A while ago (actually, quite a few months ago) T and I were working together, and got a message about a tractor that had tore down a power-line (low-voltage), and we had to fix it.
We went, and the dude with the tractor helped us fix it. He were around 20-25ish, didn’t really think anything more about that job, ’cause it were just that, a job.
Then, a couple of weeks later, T told me that the dude with the tractor had asked around about me, in the likes of “she’s so “delicious”", “she should ditch that ambulancedude she’s with and be with me instead” (XD it’s kinda hilarious actually), stuff like that.
I just laughed it off, ’cause T told me he’s a “ladiesman”.
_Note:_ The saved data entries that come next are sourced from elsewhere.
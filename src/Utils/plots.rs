use crate::numerical::riemann::{Interval, riemann_rectangles, sample_curve};
use crate::symbolic::polynomial::Polynomial;
use plotters::prelude::*;
use std::path::Path;

/// number of points each curve is sampled at
pub const CURVE_SAMPLES: usize = 200;

/// y range covering the points, padded by 10% on both sides
pub fn padded_y_range(points: &[(f64, f64)]) -> (f64, f64) {
    let y_min = points.iter().map(|p| p.1).fold(f64::INFINITY, f64::min);
    let y_max = points.iter().map(|p| p.1).fold(f64::NEG_INFINITY, f64::max);
    if !y_min.is_finite() || !y_max.is_finite() {
        return (-1.0, 1.0);
    }
    let padding = (y_max - y_min) * 0.1;
    if padding == 0.0 {
        // flat curves: give the chart some height
        (y_min - 1.0, y_max + 1.0)
    } else {
        (y_min - padding, y_max + padding)
    }
}

/// Draws f1 and f2 over the interval into a PNG: both curves, the region between them shaded
/// and, if `n` is given, the n rectangles of the left Riemann sum.
pub fn plot_area_between<P: AsRef<Path>>(
    filename: P,
    first: &Polynomial,
    second: &Polynomial,
    interval: &Interval,
    n: Option<usize>,
) -> Result<(), String> {
    let curve1 = sample_curve(first, interval, CURVE_SAMPLES);
    let curve2 = sample_curve(second, interval, CURVE_SAMPLES);
    let all_points: Vec<(f64, f64)> = curve1.iter().chain(curve2.iter()).copied().collect();
    let (y_min, y_max) = padded_y_range(&all_points);

    let root_area = BitMapBackend::new(filename.as_ref(), (1000, 600)).into_drawing_area();
    root_area.fill(&WHITE).map_err(|e| e.to_string())?;

    let mut chart = ChartBuilder::on(&root_area)
        .caption(
            format!("f1(x) = {},  f2(x) = {}  on [{}, {}]", first, second, interval.a(), interval.b()),
            ("sans-serif", 24),
        )
        .margin(10)
        .x_label_area_size(30)
        .y_label_area_size(50)
        .build_cartesian_2d(interval.a()..interval.b(), y_min..y_max)
        .map_err(|e| e.to_string())?;

    chart
        .configure_mesh()
        .x_desc("x")
        .y_desc("y")
        .draw()
        .map_err(|e| e.to_string())?;

    // region between the curves: along f1, back along f2
    let region: Vec<(f64, f64)> = curve1.iter().chain(curve2.iter().rev()).copied().collect();
    chart
        .draw_series(std::iter::once(Polygon::new(region, BLACK.mix(0.15).filled())))
        .map_err(|e| e.to_string())?;

    if let Some(n) = n {
        let rectangles = riemann_rectangles(first, second, interval, n).map_err(|e| e.to_string())?;
        chart
            .draw_series(rectangles.iter().map(|r| {
                Rectangle::new(
                    [(r.x, r.base), (r.x + r.width, r.base + r.height)],
                    CYAN.mix(0.3).filled(),
                )
            }))
            .map_err(|e| e.to_string())?;
        chart
            .draw_series(rectangles.iter().map(|r| {
                Rectangle::new(
                    [(r.x, r.base), (r.x + r.width, r.base + r.height)],
                    BLACK.stroke_width(1),
                )
            }))
            .map_err(|e| e.to_string())?;
    }

    chart
        .draw_series(LineSeries::new(curve1, BLUE.stroke_width(2)))
        .map_err(|e| e.to_string())?
        .label("f1(x)")
        .legend(|(x, y)| PathElement::new(vec![(x, y), (x + 20, y)], &BLUE));
    chart
        .draw_series(LineSeries::new(curve2, RED.stroke_width(2)))
        .map_err(|e| e.to_string())?
        .label("f2(x)")
        .legend(|(x, y)| PathElement::new(vec![(x, y), (x + 20, y)], &RED));

    chart
        .configure_series_labels()
        .background_style(&WHITE.mix(0.8))
        .border_style(&BLACK)
        .draw()
        .map_err(|e| e.to_string())?;

    root_area.present().map_err(|e| e.to_string())?;
    log::info!("plot saved to {}", filename.as_ref().display());
    Ok(())
}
Anyhow, a week or so after she told me that, he tried to add me to Facebook. I rejected ofcourse, ’cause I don’t know this kid, nor interested in getting to know him.
The week before last (me thinks), he were in a carcrash not far from were I live (a couple of miles), and he were sent to Trondheim with the ambu-helicopter.
Friday he died of the injuries he got in the crash.
I have mixed feelings. He’s less than a year older than me, and.. well, dead.
I only met him once, but when you get that kind of attention, you get a little bit more involved, you know..
So.. :S I dunno. I’m sad because he’s never going to celebrate his 23rd birthday. I’m kinda sad I didn’t get to know him, and yet, I’m glad I didn’t get to know him, because that would make things harder.
My mom probably know that something is troubling me. We have a “connection”, like she know that I have a really though time emotionally.